# [HOW TO COMPLETE THIS TASK]
Going through the entries, how many lines include the string "than"? Answer only with the number.

# [Records drawn from a dataset]
>>>>>

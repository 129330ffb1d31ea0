//! Venue models and the venue projections embedded in show/band responses.

use serde::Serialize;
use setlist_core::types::{DbId, Timestamp};
use sqlx::FromRow;

use crate::models::show::BandBasic;

/// Minimal venue info embedded in show lists and band schedules.
///
/// Optional fields are omitted from the JSON when absent.
#[derive(Debug, Clone, PartialEq, Serialize)]
pub struct VenueBasic {
    pub id: DbId,
    pub name: String,
    pub slug: String,
    #[serde(skip_serializing_if = "Option::is_none")]
    pub region: Option<String>,
    #[serde(skip_serializing_if = "Option::is_none")]
    pub address: Option<String>,
    #[serde(skip_serializing_if = "Option::is_none")]
    pub image_url: Option<String>,
}

/// Venue projection in a show detail response.
#[derive(Debug, Clone, Serialize)]
pub struct VenueForShow {
    pub id: DbId,
    pub name: String,
    pub slug: String,
    pub address: Option<String>,
    pub region: Option<String>,
    pub website: Option<String>,
    pub image_url: Option<String>,
}

/// A row of `GET /api/venues`.
#[derive(Debug, Clone, FromRow, Serialize)]
pub struct VenueListItem {
    pub id: DbId,
    pub name: String,
    pub slug: String,
    pub address: Option<String>,
    pub region: Option<String>,
    pub capacity: Option<i32>,
    pub website: Option<String>,
    pub image_url: Option<String>,
    pub upcoming_show_count: i64,
}

/// `GET /api/venues/{slug}`.
#[derive(Debug, Clone, FromRow, Serialize)]
pub struct VenueDetail {
    pub id: DbId,
    pub name: String,
    pub slug: String,
    pub address: Option<String>,
    pub city: Option<String>,
    pub state: Option<String>,
    pub zip_code: Option<String>,
    pub region: Option<String>,
    pub capacity: Option<i32>,
    pub website: Option<String>,
    pub phone: Option<String>,
    pub image_url: Option<String>,
    #[sqlx(skip)]
    pub upcoming_shows: Vec<VenueShowItem>,
}

/// An upcoming show embedded in a venue detail response.
#[derive(Debug, Clone, FromRow, Serialize)]
pub struct VenueShowItem {
    pub id: DbId,
    pub title: Option<String>,
    pub date: Timestamp,
    pub price_min: Option<f64>,
    pub price_max: Option<f64>,
    #[sqlx(skip)]
    pub bands: Vec<BandBasic>,
}

/// Id/name/slug triple used by search results.
#[derive(Debug, Clone, FromRow, Serialize)]
pub struct VenueRef {
    pub id: DbId,
    pub name: String,
    pub slug: String,
}
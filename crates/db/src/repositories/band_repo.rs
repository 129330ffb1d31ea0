//! Repository for the `bands` table.
//!
//! Provides band listing (plain, full-text and genre-filtered), detail
//! lookups, similarity ranking and the find-or-create path used by show
//! submissions.

use setlist_core::slug::{slugify, suffixed, MAX_SLUG_SUFFIX};
use setlist_core::types::{DbId, Timestamp};
use sqlx::PgPool;

use crate::models::band::{
    BandDetail, BandListItem, BandRef, BandShowRow, CountedBandRow, SimilarBandItem,
};

/// Column list for band list queries (`b` = bands).
const BAND_LIST_COLUMNS: &str = "b.id, b.name, b.slug, b.bio, b.hometown, b.image_url";

/// Column list for band detail queries.
const BAND_DETAIL_COLUMNS: &str = "\
    id, name, slug, bio, hometown, image_url, website, spotify_url, \
    instagram, facebook, bandcamp_url";

/// Bands tagged with any of the genre slugs in `$1`.
const GENRE_MATCH: &str = "\
    EXISTS (\
        SELECT 1 FROM band_genres bg \
        JOIN genres g ON g.id = bg.genre_id \
        WHERE bg.band_id = b.id AND g.slug = ANY($1))";

pub struct BandRepo;

impl BandRepo {
    // -----------------------------------------------------------------------
    // Lists
    // -----------------------------------------------------------------------

    /// One page of all bands ordered by name.
    pub async fn list(
        pool: &PgPool,
        limit: i64,
        offset: i64,
    ) -> Result<Vec<CountedBandRow>, sqlx::Error> {
        let query = format!(
            "SELECT {BAND_LIST_COLUMNS}, COUNT(*) OVER() AS total_count \
             FROM bands b \
             ORDER BY b.name, b.id \
             LIMIT $1 OFFSET $2"
        );
        sqlx::query_as::<_, CountedBandRow>(&query)
            .bind(limit)
            .bind(offset)
            .fetch_all(pool)
            .await
    }

    /// Full-text search over name, bio and hometown, best match first.
    pub async fn search(
        pool: &PgPool,
        q: &str,
        limit: i64,
        offset: i64,
    ) -> Result<Vec<CountedBandRow>, sqlx::Error> {
        let query = format!(
            "SELECT {BAND_LIST_COLUMNS}, COUNT(*) OVER() AS total_count \
             FROM bands b, plainto_tsquery('english', $1) tsq \
             WHERE b.search_vector @@ tsq \
             ORDER BY ts_rank(b.search_vector, tsq) DESC, b.name, b.id \
             LIMIT $2 OFFSET $3"
        );
        sqlx::query_as::<_, CountedBandRow>(&query)
            .bind(q)
            .bind(limit)
            .bind(offset)
            .fetch_all(pool)
            .await
    }

    /// One page of bands tagged with any of the given genres.
    ///
    /// The total comes from [`BandRepo::count_by_genres`].
    pub async fn list_by_genres(
        pool: &PgPool,
        genre_slugs: &[String],
        limit: i64,
        offset: i64,
    ) -> Result<Vec<BandListItem>, sqlx::Error> {
        let query = format!(
            "SELECT {BAND_LIST_COLUMNS} FROM bands b \
             WHERE {GENRE_MATCH} \
             ORDER BY b.name, b.id \
             LIMIT $2 OFFSET $3"
        );
        sqlx::query_as::<_, BandListItem>(&query)
            .bind(genre_slugs)
            .bind(limit)
            .bind(offset)
            .fetch_all(pool)
            .await
    }

    pub async fn count_by_genres(
        pool: &PgPool,
        genre_slugs: &[String],
    ) -> Result<i64, sqlx::Error> {
        let query = format!("SELECT COUNT(*) FROM bands b WHERE {GENRE_MATCH}");
        sqlx::query_scalar(&query)
            .bind(genre_slugs)
            .fetch_one(pool)
            .await
    }

    // -----------------------------------------------------------------------
    // Detail
    // -----------------------------------------------------------------------

    pub async fn find_by_slug(
        pool: &PgPool,
        slug: &str,
    ) -> Result<Option<BandDetail>, sqlx::Error> {
        let query = format!("SELECT {BAND_DETAIL_COLUMNS} FROM bands WHERE slug = $1");
        sqlx::query_as::<_, BandDetail>(&query)
            .bind(slug)
            .fetch_optional(pool)
            .await
    }

    /// Every show from `now` onward that the band plays, with its venue.
    pub async fn upcoming_shows(
        pool: &PgPool,
        band_id: DbId,
        now: Timestamp,
    ) -> Result<Vec<BandShowRow>, sqlx::Error> {
        sqlx::query_as::<_, BandShowRow>(
            "SELECT s.id, s.date, sb.is_headliner, \
                    v.id AS venue_id, v.name AS venue_name, v.slug AS venue_slug, \
                    v.region AS venue_region, v.address AS venue_address, \
                    v.image_url AS venue_image_url \
             FROM show_bands sb \
             JOIN shows s ON s.id = sb.show_id \
             JOIN venues v ON v.id = s.venue_id \
             WHERE sb.band_id = $1 AND s.date >= $2 \
             ORDER BY s.date, s.id",
        )
        .bind(band_id)
        .bind(now)
        .fetch_all(pool)
        .await
    }

    /// Bands sharing at least one genre with `band_id`, most shared first.
    ///
    /// `shared_genres` is left empty for the caller to fill in.
    pub async fn similar(
        pool: &PgPool,
        band_id: DbId,
        limit: i64,
    ) -> Result<Vec<SimilarBandItem>, sqlx::Error> {
        sqlx::query_as::<_, SimilarBandItem>(
            "SELECT b.id, b.name, b.slug, b.image_url, COUNT(*) AS shared_genre_count \
             FROM band_genres src \
             JOIN band_genres other \
               ON other.genre_id = src.genre_id AND other.band_id <> src.band_id \
             JOIN bands b ON b.id = other.band_id \
             WHERE src.band_id = $1 \
             GROUP BY b.id \
             ORDER BY shared_genre_count DESC, b.name, b.id \
             LIMIT $2",
        )
        .bind(band_id)
        .bind(limit)
        .fetch_all(pool)
        .await
    }

    // -----------------------------------------------------------------------
    // Find-or-create
    // -----------------------------------------------------------------------

    /// Exact, case-sensitive name lookup. The oldest band wins if several
    /// share a name.
    pub async fn find_by_name(pool: &PgPool, name: &str) -> Result<Option<BandRef>, sqlx::Error> {
        sqlx::query_as::<_, BandRef>(
            "SELECT id, name, slug FROM bands WHERE name = $1 ORDER BY id LIMIT 1",
        )
        .bind(name)
        .fetch_optional(pool)
        .await
    }

    /// Insert a band with a slug derived from its name.
    ///
    /// A taken slug is retried as `slug-2`, `slug-3`, ... up to
    /// [`MAX_SLUG_SUFFIX`]. Returns `None` if every candidate is taken.
    pub async fn create_with_unique_slug(
        pool: &PgPool,
        name: &str,
    ) -> Result<Option<BandRef>, sqlx::Error> {
        let base = slugify(name);

        for n in 1..=MAX_SLUG_SUFFIX {
            let slug = suffixed(&base, n);
            let created = sqlx::query_as::<_, BandRef>(
                "INSERT INTO bands (name, slug) VALUES ($1, $2) \
                 ON CONFLICT (slug) DO NOTHING \
                 RETURNING id, name, slug",
            )
            .bind(name)
            .bind(&slug)
            .fetch_optional(pool)
            .await?;

            if created.is_some() {
                return Ok(created);
            }
            tracing::debug!(%slug, "Band slug taken, trying next suffix");
        }

        Ok(None)
    }
}
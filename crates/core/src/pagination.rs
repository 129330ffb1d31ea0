//! Page/per-page resolution shared by every paginated list endpoint.
//!
//! Unlike the `limit` parameters in [`crate::limits`], an oversized
//! `per_page` is rejected rather than clamped.

use crate::error::CoreError;

pub const DEFAULT_PAGE: i64 = 1;

pub const DEFAULT_PER_PAGE: i64 = 50;

pub const MAX_PER_PAGE: i64 = 100;

/// A validated `page` / `per_page` pair.
#[derive(Debug, Clone, Copy, PartialEq, Eq)]
pub struct PageRequest {
    pub page: i64,
    pub per_page: i64,
}

impl Default for PageRequest {
    fn default() -> Self {
        Self {
            page: DEFAULT_PAGE,
            per_page: DEFAULT_PER_PAGE,
        }
    }
}

impl PageRequest {
    /// Parse raw `page` / `per_page` query values.
    ///
    /// Absent or empty values fall back to the defaults. Present values must
    /// be integers >= 1, and `per_page` must not exceed [`MAX_PER_PAGE`].
    pub fn resolve(page: Option<&str>, per_page: Option<&str>) -> Result<Self, CoreError> {
        let mut request = Self::default();

        if let Some(raw) = non_empty(page) {
            request.page = parse_positive(raw)
                .ok_or_else(|| CoreError::invalid_param("page", "must be a positive integer"))?;
        }

        if let Some(raw) = non_empty(per_page) {
            let per_page = parse_positive(raw).ok_or_else(|| {
                CoreError::invalid_param("per_page", "must be a positive integer")
            })?;
            if per_page > MAX_PER_PAGE {
                return Err(CoreError::invalid_param(
                    "per_page",
                    format!("cannot exceed {MAX_PER_PAGE}"),
                ));
            }
            request.per_page = per_page;
        }

        Ok(request)
    }

    /// SQL `OFFSET` for this page.
    pub fn offset(&self) -> i64 {
        (self.page - 1).saturating_mul(self.per_page)
    }

    /// SQL `LIMIT` for this page.
    pub fn limit(&self) -> i64 {
        self.per_page
    }
}

/// Number of pages needed to show `total` rows, `per_page` at a time.
///
/// Returns 0 for a non-positive `per_page`.
pub fn total_pages(total: i64, per_page: i64) -> i64 {
    if per_page <= 0 {
        return 0;
    }
    (total + per_page - 1) / per_page
}

pub(crate) fn non_empty(raw: Option<&str>) -> Option<&str> {
    raw.map(str::trim).filter(|s| !s.is_empty())
}

/// Parse a strictly positive integer, rejecting zero, negatives and junk.
pub(crate) fn parse_positive(raw: &str) -> Option<i64> {
    raw.parse::<i64>().ok().filter(|n| *n >= 1)
}

#[cfg(test)]
mod tests {
    use assert_matches::assert_matches;

    use super::*;

    #[test]
    fn defaults_when_absent() {
        let page = PageRequest::resolve(None, None).unwrap();
        assert_eq!(page, PageRequest { page: 1, per_page: 50 });
        assert_eq!(page.offset(), 0);
    }

    #[test]
    fn empty_strings_use_defaults() {
        let page = PageRequest::resolve(Some(""), Some("")).unwrap();
        assert_eq!(page, PageRequest::default());
    }

    #[test]
    fn offset_is_derived_from_page() {
        let page = PageRequest::resolve(Some("3"), Some("20")).unwrap();
        assert_eq!(page.offset(), 40);
        assert_eq!(page.limit(), 20);
    }

    #[test]
    fn max_per_page_is_accepted() {
        let page = PageRequest::resolve(None, Some("100")).unwrap();
        assert_eq!(page.per_page, 100);
    }

    #[test]
    fn per_page_above_max_is_rejected() {
        let err = PageRequest::resolve(None, Some("101")).unwrap_err();
        assert_matches!(
            err,
            CoreError::InvalidParameter { param: "per_page", ref message }
                if message == "cannot exceed 100"
        );
    }

    #[test]
    fn zero_page_is_rejected() {
        let err = PageRequest::resolve(Some("0"), None).unwrap_err();
        assert_matches!(err, CoreError::InvalidParameter { param: "page", .. });
    }

    #[test]
    fn negative_page_is_rejected() {
        let err = PageRequest::resolve(Some("-2"), None).unwrap_err();
        assert_matches!(err, CoreError::InvalidParameter { param: "page", .. });
    }

    #[test]
    fn non_numeric_per_page_is_rejected() {
        let err = PageRequest::resolve(Some("1"), Some("ten")).unwrap_err();
        assert_matches!(err, CoreError::InvalidParameter { param: "per_page", .. });
    }

    #[test]
    fn page_error_reported_before_per_page() {
        let err = PageRequest::resolve(Some("x"), Some("500")).unwrap_err();
        assert_matches!(err, CoreError::InvalidParameter { param: "page", .. });
    }

    #[test]
    fn huge_page_does_not_overflow_offset() {
        let page = PageRequest::resolve(Some(&i64::MAX.to_string()), Some("100")).unwrap();
        assert_eq!(page.offset(), i64::MAX);
    }

    #[test]
    fn total_pages_rounds_up() {
        assert_eq!(total_pages(0, 50), 0);
        assert_eq!(total_pages(1, 50), 1);
        assert_eq!(total_pages(50, 50), 1);
        assert_eq!(total_pages(51, 50), 2);
    }

    #[test]
    fn total_pages_tolerates_non_positive_per_page() {
        assert_eq!(total_pages(10, 0), 0);
        assert_eq!(total_pages(10, -5), 0);
    }
}
pub mod bands;
pub mod genres;
pub mod health;
pub mod search;
pub mod shows;
pub mod venues;

use axum::Router;

use crate::state::AppState;

/// Build the `/api` route tree.
///
/// Route hierarchy:
///
/// ```text
/// /shows                     list (GET), submit (POST)
/// /shows/{id}                detail
///
/// /venues                    list, optionally by region
/// /venues/{slug}             detail with upcoming shows
///
/// /bands                     list, search, filter by genre
/// /bands/{slug}              detail with genres and upcoming shows
/// /bands/{slug}/similar      bands sharing genres
///
/// /genres                    list with show counts
///
/// /search                    shows, bands and venues matching `q`
/// ```
pub fn api_routes() -> Router<AppState> {
    Router::new()
        .nest("/shows", shows::router())
        .nest("/venues", venues::router())
        .nest("/bands", bands::router())
        .nest("/genres", genres::router())
        .nest("/search", search::router())
}
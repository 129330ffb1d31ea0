//! Repository layer.
//!
//! Each repository is a zero-sized struct providing async query methods
//! that accept `&PgPool` as the first argument.

pub mod band_repo;
pub mod genre_repo;
pub mod search_repo;
pub mod show_repo;
pub mod venue_repo;

pub use band_repo::BandRepo;
pub use genre_repo::GenreRepo;
pub use search_repo::SearchRepo;
pub use show_repo::ShowRepo;
pub use venue_repo::VenueRepo;
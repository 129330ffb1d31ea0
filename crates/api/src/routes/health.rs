//! Liveness and database reachability, mounted at the root rather than
//! under `/api`.

use axum::extract::State;
use axum::{routing::get, Json, Router};
use serde::Serialize;

use crate::state::AppState;

#[derive(Debug, Clone, Copy, PartialEq, Eq, Serialize)]
#[serde(rename_all = "lowercase")]
pub enum HealthStatus {
    Ok,
    Degraded,
}

/// `GET /health` body.
#[derive(Debug, Serialize)]
pub struct HealthReport {
    pub status: HealthStatus,
    pub version: &'static str,
    pub db_healthy: bool,
}

impl HealthReport {
    fn from_db_check(db_healthy: bool) -> Self {
        Self {
            status: if db_healthy {
                HealthStatus::Ok
            } else {
                HealthStatus::Degraded
            },
            version: env!("CARGO_PKG_VERSION"),
            db_healthy,
        }
    }
}

/// Always 200; a failed database round trip only degrades the status.
async fn health(State(state): State<AppState>) -> Json<HealthReport> {
    let db_healthy = setlist_db::health_check(&state.pool)
        .await
        .inspect_err(|e| tracing::warn!(error = %e, "Database health check failed"))
        .is_ok();

    Json(HealthReport::from_db_check(db_healthy))
}

pub fn router() -> Router<AppState> {
    Router::new().route("/health", get(health))
}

<<<<<

# [WRITTEN SOLUTION]
2